# [Goal of the exercise]
Read the entries that follow and give each one again precisely.

(Entries taken from a collection)
******
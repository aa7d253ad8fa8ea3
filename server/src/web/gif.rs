use std::time::Duration;

use reqwest::header::CONTENT_TYPE;
use tracing::debug;

/// Live validation of GIF URLs before they are attached to a message.
/// Unlike geolocation this check fails closed: a URL whose probe fails is
/// rejected with a client error.
pub struct GifProbe {
    client: reqwest::Client,
}

impl GifProbe {
    pub fn new() -> Self {
        Self {
            client: reqwest::Client::builder()
                .timeout(Duration::from_secs(5))
                .build()
                .expect("failed to build gif probe http client"),
        }
    }

    /// True if `url` is an http(s) URL that serves `image/gif` (or at least
    /// names a .gif). Issues a HEAD request; invoked before any engine lock.
    pub async fn is_gif_url(&self, url: &str) -> bool {
        let Ok(parsed) = reqwest::Url::parse(url) else {
            return false;
        };
        if !matches!(parsed.scheme(), "http" | "https") {
            return false;
        }
        if parsed.host_str().is_none() {
            return false;
        }

        let response = match self.client.head(parsed).send().await {
            Ok(r) => r,
            Err(e) => {
                debug!(%url, error = %e, "gif probe failed");
                return false;
            }
        };

        let content_type = response
            .headers()
            .get(CONTENT_TYPE)
            .and_then(|v| v.to_str().ok())
            .unwrap_or("");

        content_type.contains("image/gif") || url.to_lowercase().ends_with(".gif")
    }
}

impl Default for GifProbe {
    fn default() -> Self {
        Self::new()
    }
}

#[cfg(test)]
mod tests {
    use super::*;

    #[tokio::test]
    async fn test_rejects_bad_schemes() {
        let probe = GifProbe::new();
        assert!(!probe.is_gif_url("ftp://example.com/a.gif").await);
        assert!(!probe.is_gif_url("javascript:alert(1)").await);
        assert!(!probe.is_gif_url("not a url at all").await);
        assert!(!probe.is_gif_url("").await);
    }
}
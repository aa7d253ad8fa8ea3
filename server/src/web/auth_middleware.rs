use std::sync::Arc;

use axum::extract::FromRequestParts;
use axum::http::request::Parts;
use axum::response::{IntoResponse, Response};
use axum_extra::extract::CookieJar;
use uuid::Uuid;

use crate::auth::sessions::SESSION_COOKIE;
use crate::engine::error::ChatError;

use super::app_state::AppState;

/// Extractor that resolves the session cookie to an identity. Use this in
/// any handler that requires an established username.
pub struct AuthUser {
    pub username: String,
    pub is_moderator: bool,
}

impl FromRequestParts<Arc<AppState>> for AuthUser {
    type Rejection = Response;

    async fn from_request_parts(
        parts: &mut Parts,
        state: &Arc<AppState>,
    ) -> Result<Self, Self::Rejection> {
        let jar = CookieJar::from_request_parts(parts, state)
            .await
            .unwrap(); // CookieJar extraction is infallible

        let cookie = jar
            .get(SESSION_COOKIE)
            .ok_or_else(|| ChatError::Auth.into_response())?;

        let token = Uuid::parse_str(cookie.value()).map_err(|_| ChatError::Auth.into_response())?;

        let identity = state
            .sessions
            .get(&token)
            .ok_or_else(|| ChatError::Auth.into_response())?;

        Ok(AuthUser {
            username: identity.username,
            is_moderator: identity.is_moderator,
        })
    }
}

/// Extractor for moderation-privileged endpoints. Unauthorized callers are
/// rejected with no side effect.
pub struct Moderator(pub AuthUser);

impl FromRequestParts<Arc<AppState>> for Moderator {
    type Rejection = Response;

    async fn from_request_parts(
        parts: &mut Parts,
        state: &Arc<AppState>,
    ) -> Result<Self, Self::Rejection> {
        let user = AuthUser::from_request_parts(parts, state).await?;
        if !user.is_moderator {
            return Err(
                ChatError::Forbidden("Moderator privilege required".into()).into_response(),
            );
        }
        Ok(Moderator(user))
    }
}
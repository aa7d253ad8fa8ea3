use std::fmt;

/// Error taxonomy for engine operations. Every failure is a caller-input
/// problem: the engine has no fallible I/O, so there is no internal or
/// retryable category.
#[derive(Debug, Clone, PartialEq, Eq)]
pub enum ChatError {
    /// Missing/empty required field, malformed input. No state change.
    Validation(String),
    /// No established identity.
    Auth,
    /// Authenticated but lacking ownership or privilege. No state change.
    Forbidden(String),
    /// Target (message, room) does not exist.
    NotFound(String),
}

impl fmt::Display for ChatError {
    fn fmt(&self, f: &mut fmt::Formatter<'_>) -> fmt::Result {
        match self {
            ChatError::Validation(msg) => write!(f, "{msg}"),
            ChatError::Auth => write!(f, "Not authenticated"),
            ChatError::Forbidden(msg) => write!(f, "{msg}"),
            ChatError::NotFound(msg) => write!(f, "{msg}"),
        }
    }
}

impl std::error::Error for ChatError {}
******
# [Solution]
repository aa7d253ad8fa8ea3
filename server/src/web/gif.rs
use std::time::Duration;

use reqwest::header::CONTENT_TYPE;
use tracing::debug;

/// Live validation of GIF URLs before they are attached to a message.
/// Unlike geolocation this check fails closed: a URL whose probe fails is
/// rejected with a client error.
pub struct GifProbe {
    client: reqwest::Client,
}

impl GifProbe {
    pub fn new() -> Self {
        Self {
            client: reqwest::Client::builder()
                .timeout(Duration::from_secs(5))
                .build()
                .expect("failed to build gif probe http client"),
        }
    }

    /// True if `url` is an http(s) URL that serves `image/gif` (or at least
    /// names a .gif). Issues a HEAD request; invoked before any engine lock.
    pub async fn is_gif_url(&self, url: &str) -> bool {
        let Ok(parsed) = reqwest::Url::parse(url) else {
            return false;
        };
        if !matches!(parsed.scheme(), "http" | "https") {
            return false;
        }
        if parsed.host_str().is_none() {
            return false;
        }

        let response = match self.client.head(parsed).send().await {
            Ok(r) => r,
            Err(e) => {
                debug!(%url, error = %e, "gif probe failed");
                return false;
            }
        };

        let content_type = response
            .headers()
            .get(CONTENT_TYPE)
            .and_then(|v| v.to_str().ok())
            .unwrap_or("");

        content_type.contains("image/gif") || url.to_lowercase().ends_with(".gif")
    }
}

impl Default for GifProbe {
    fn default() -> Self {
        Self::new()
    }
}

#[cfg(test)]
mod tests {
    use super::*;

    #[tokio::test]
    async fn test_rejects_bad_schemes() {
        let probe = GifProbe::new();
        assert!(!probe.is_gif_url("ftp://example.com/a.gif").await);
        assert!(!probe.is_gif_url("javascript:alert(1)").await);
        assert!(!probe.is_gif_url("not a url at all").await);
        assert!(!probe.is_gif_url("").await);
    }
}
repository aa7d253ad8fa8ea3
filename server/src/web/auth_middleware.rs
use std::sync::Arc;

use axum::extract::FromRequestParts;
use axum::http::request::Parts;
use axum::response::{IntoResponse, Response};
use axum_extra::extract::CookieJar;
use uuid::Uuid;

use crate::auth::sessions::SESSION_COOKIE;
use crate::engine::error::ChatError;

use super::app_state::AppState;

/// Extractor that resolves the session cookie to an identity. Use this in
/// any handler that requires an established username.
pub struct AuthUser {
    pub username: String,
    pub is_moderator: bool,
}

impl FromRequestParts<Arc<AppState>> for AuthUser {
    type Rejection = Response;

    async fn from_request_parts(
        parts: &mut Parts,
        state: &Arc<AppState>,
    ) -> Result<Self, Self::Rejection> {
        let jar = CookieJar::from_request_parts(parts, state)
            .await
            .unwrap(); // CookieJar extraction is infallible

        let cookie = jar
            .get(SESSION_COOKIE)
            .ok_or_else(|| ChatError::Auth.into_response())?;

        let token = Uuid::parse_str(cookie.value()).map_err(|_| ChatError::Auth.into_response())?;

        let identity = state
            .sessions
            .get(&token)
            .ok_or_else(|| ChatError::Auth.into_response())?;

        Ok(AuthUser {
            username: identity.username,
            is_moderator: identity.is_moderator,
        })
    }
}

/// Extractor for moderation-privileged endpoints. Unauthorized callers are
/// rejected with no side effect.
pub struct Moderator(pub AuthUser);

impl FromRequestParts<Arc<AppState>> for Moderator {
    type Rejection = Response;

    async fn from_request_parts(
        parts: &mut Parts,
        state: &Arc<AppState>,
    ) -> Result<Self, Self::Rejection> {
        let user = AuthUser::from_request_parts(parts, state).await?;
        if !user.is_moderator {
            return Err(
                ChatError::Forbidden("Moderator privilege required".into()).into_response(),
            );
        }
        Ok(Moderator(user))
    }
}
repository aa7d253ad8fa8ea3
use std::fmt;

/// Error taxonomy for engine operations. Every failure is a caller-input
/// problem: the engine has no fallible I/O, so there is no internal or
/// retryable category.
#[derive(Debug, Clone, PartialEq, Eq)]
pub enum ChatError {
    /// Missing/empty required field, malformed input. No state change.
    Validation(String),
    /// No established identity.
    Auth,
    /// Authenticated but lacking ownership or privilege. No state change.
    Forbidden(String),
    /// Target (message, room) does not exist.
    NotFound(String),
}

impl fmt::Display for ChatError {
    fn fmt(&self, f: &mut fmt::Formatter<'_>) -> fmt::Result {
        match self {
            ChatError::Validation(msg) => write!(f, "{msg}"),
            ChatError::Auth => write!(f, "Not authenticated"),
            ChatError::Forbidden(msg) => write!(f, "{msg}"),
            ChatError::NotFound(msg) => write!(f, "{msg}"),
        }
    }
}

impl std::error::Error for ChatError {}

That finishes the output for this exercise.